Would you return the lines between the one holding "#[derive(PartialEq, Debug, Clone, Default)]" and the one holding "pub enum SeriesError", inclusive, and only those, exactly as they stand in the listing below?

※ ※ ※

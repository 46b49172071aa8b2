// ********* Input data structures ***********

use std::collections::BTreeSet;
use std::error::Error;
use std::fmt::Display;

use chrono::NaiveDate;
use serde::{Deserialize, Serialize};

/// Whether an observation comes from an official result or from a poll.
#[derive(Eq, PartialEq, Debug, Clone, Copy, Hash, Ord, PartialOrd, Serialize, Deserialize)]
pub enum ObservationKind {
    #[serde(rename = "result")]
    Result,
    #[serde(rename = "poll")]
    Poll,
}

impl ObservationKind {
    pub fn parse(s: &str) -> Result<ObservationKind, SeriesError> {
        match s.trim().to_lowercase().as_str() {
            "result" | "resultat" | "résultat" => Ok(ObservationKind::Result),
            "poll" | "sondage" => Ok(ObservationKind::Poll),
            x => Err(SeriesError::invalid_query(format!(
                "unknown observation type {:?}",
                x
            ))),
        }
    }

    pub fn as_str(&self) -> &'static str {
        match self {
            ObservationKind::Result => "result",
            ObservationKind::Poll => "poll",
        }
    }
}

/// The coarse left-right classification of a candidate (the "nuance").
///
/// The canonical labels are the French ones used by the datasets. They are
/// also the group keys when grouping by political family.
#[derive(Eq, PartialEq, Debug, Clone, Copy, Hash, Ord, PartialOrd, Serialize, Deserialize)]
pub enum PoliticalFamily {
    #[serde(rename = "Extreme gauche")]
    FarLeft,
    #[serde(rename = "Gauche")]
    Left,
    #[serde(rename = "Centre")]
    Centre,
    #[serde(rename = "Droite")]
    Right,
    #[serde(rename = "Extreme droite")]
    FarRight,
    #[serde(rename = "Autre")]
    Other,
}

impl PoliticalFamily {
    pub const ALL: [PoliticalFamily; 6] = [
        PoliticalFamily::FarLeft,
        PoliticalFamily::Left,
        PoliticalFamily::Centre,
        PoliticalFamily::Right,
        PoliticalFamily::FarRight,
        PoliticalFamily::Other,
    ];

    pub fn label(&self) -> &'static str {
        match self {
            PoliticalFamily::FarLeft => "Extreme gauche",
            PoliticalFamily::Left => "Gauche",
            PoliticalFamily::Centre => "Centre",
            PoliticalFamily::Right => "Droite",
            PoliticalFamily::FarRight => "Extreme droite",
            PoliticalFamily::Other => "Autre",
        }
    }

    /// Accepts the French labels (with or without the accent) and the
    /// English kebab-case names, case-insensitively.
    pub fn parse(s: &str) -> Result<PoliticalFamily, SeriesError> {
        let normalized = s.trim().to_lowercase().replace('ê', "e").replace('_', "-");
        match normalized.as_str() {
            "extreme gauche" | "far-left" | "far left" => Ok(PoliticalFamily::FarLeft),
            "gauche" | "left" => Ok(PoliticalFamily::Left),
            "centre" | "center" => Ok(PoliticalFamily::Centre),
            "droite" | "right" => Ok(PoliticalFamily::Right),
            "extreme droite" | "far-right" | "far right" => Ok(PoliticalFamily::FarRight),
            "autre" | "other" | "divers" => Ok(PoliticalFamily::Other),
            _ => Err(SeriesError::invalid_query(format!(
                "unknown political family {:?}",
                s
            ))),
        }
    }
}

impl Display for PoliticalFamily {
    fn fmt(&self, f: &mut std::fmt::Formatter<'_>) -> std::fmt::Result {
        write!(f, "{}", self.label())
    }
}

#[derive(Eq, PartialEq, Debug, Clone, Copy, Hash, Serialize, Deserialize)]
pub enum GeographicLevel {
    #[serde(rename = "national")]
    National,
    #[serde(rename = "municipal")]
    Municipal,
}

impl GeographicLevel {
    pub fn parse(s: &str) -> Result<GeographicLevel, SeriesError> {
        match s.trim().to_lowercase().as_str() {
            "national" => Ok(GeographicLevel::National),
            "municipal" => Ok(GeographicLevel::Municipal),
            _ => Err(SeriesError::invalid_query(format!(
                "unknown geographic level {:?}",
                s
            ))),
        }
    }

    pub fn as_str(&self) -> &'static str {
        match self {
            GeographicLevel::National => "national",
            GeographicLevel::Municipal => "municipal",
        }
    }
}

/// Identifies one roster tested inside one poll.
///
/// A poll may test several hypotheses at the same time. A poll without any
/// named hypothesis has `hypothesis == None`.
#[derive(Eq, PartialEq, Debug, Clone, Hash, Serialize, Deserialize)]
pub struct PollContext {
    pub poll_id: String,
    pub hypothesis: Option<String>,
}

/// One candidate's share in one electoral context.
#[derive(PartialEq, Debug, Clone, Serialize, Deserialize)]
pub struct Observation {
    pub kind: ObservationKind,
    pub election_id: String,
    pub election_type: String,
    pub round: u8,
    pub date: NaiveDate,
    pub candidate_name: String,
    pub affiliated_parties: BTreeSet<String>,
    pub political_family: PoliticalFamily,
    pub geographic_level: GeographicLevel,
    #[serde(default)]
    pub city: String,
    pub percentage_of_expressed: f64,
    pub amount: u64,
    #[serde(default)]
    pub poll_context: Option<PollContext>,
}

impl Observation {
    /// The label of the party set: sorted and comma-joined.
    pub fn parties_label(&self) -> String {
        self.affiliated_parties
            .iter()
            .cloned()
            .collect::<Vec<String>>()
            .join(", ")
    }
}

// ******** Output data structures *********

/// The dimension used to build one series per category.
#[derive(Eq, PartialEq, Debug, Clone, Copy, Hash)]
pub enum GroupBy {
    PoliticalFamily,
    Party,
    CandidateName,
}

impl GroupBy {
    pub const DEFAULT: GroupBy = GroupBy::PoliticalFamily;

    pub fn parse(s: &str) -> Result<GroupBy, SeriesError> {
        match s.trim() {
            "politicalFamily" | "political_family" | "nuance" => Ok(GroupBy::PoliticalFamily),
            "party" => Ok(GroupBy::Party),
            "candidateName" | "candidate_name" | "candidate" => Ok(GroupBy::CandidateName),
            x => Err(SeriesError::invalid_query(format!(
                "cannot group by {:?}",
                x
            ))),
        }
    }

    pub fn group_key(&self, obs: &Observation) -> String {
        match self {
            GroupBy::PoliticalFamily => obs.political_family.label().to_string(),
            GroupBy::Party => obs.parties_label(),
            GroupBy::CandidateName => obs.candidate_name.clone(),
        }
    }
}

/// One reconciled point of a series.
#[derive(PartialEq, Debug, Clone, Serialize, Deserialize)]
pub struct SeriesPoint {
    pub date: NaiveDate,
    pub kind: ObservationKind,
    pub election_id: String,
    pub group_key: String,
    pub political_family: PoliticalFamily,
    pub value: f64,
    pub amount: f64,
    /// Number of distinct contexts (polls, hypotheses or results) averaged into this point.
    pub contexts: usize,
}

/// A group key that spans more than one political family on the same date.
///
/// The first family encountered is kept.
#[derive(PartialEq, Debug, Clone, Serialize)]
pub struct DataInconsistency {
    pub date: NaiveDate,
    pub election_id: String,
    pub group_key: String,
    pub kept: PoliticalFamily,
    pub ignored: PoliticalFamily,
}

#[derive(PartialEq, Debug, Clone, Default)]
pub struct Aggregation {
    pub points: Vec<SeriesPoint>,
    pub inconsistencies: Vec<DataInconsistency>,
}

/// Errors that prevent a search from completing.
#[derive(Eq, PartialEq, Debug, Clone)]
pub enum SeriesError {
    /// A malformed filter or grouping.
    InvalidQuery { reason: String },
    /// The observation store could not answer.
    StoreUnavailable { reason: String },
}

impl SeriesError {
    pub fn invalid_query(reason: impl Into<String>) -> SeriesError {
        SeriesError::InvalidQuery {
            reason: reason.into(),
        }
    }

    pub fn store_unavailable(reason: impl Into<String>) -> SeriesError {
        SeriesError::StoreUnavailable {
            reason: reason.into(),
        }
    }
}

impl Error for SeriesError {}

impl Display for SeriesError {
    fn fmt(&self, f: &mut std::fmt::Formatter<'_>) -> std::fmt::Result {
        match self {
            SeriesError::InvalidQuery { reason } => write!(f, "InvalidQuery: {}", reason),
            SeriesError::StoreUnavailable { reason } => {
                write!(f, "StoreUnavailable: {}", reason)
            }
        }
    }
}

※ ※ ※

▶ Task output
#[derive(PartialEq, Debug, Clone, Default)]
pub struct Aggregation {
    pub points: Vec<SeriesPoint>,
    pub inconsistencies: Vec<DataInconsistency>,
}

/// Errors that prevent a search from completing.
#[derive(Eq, PartialEq, Debug, Clone)]
pub enum SeriesError {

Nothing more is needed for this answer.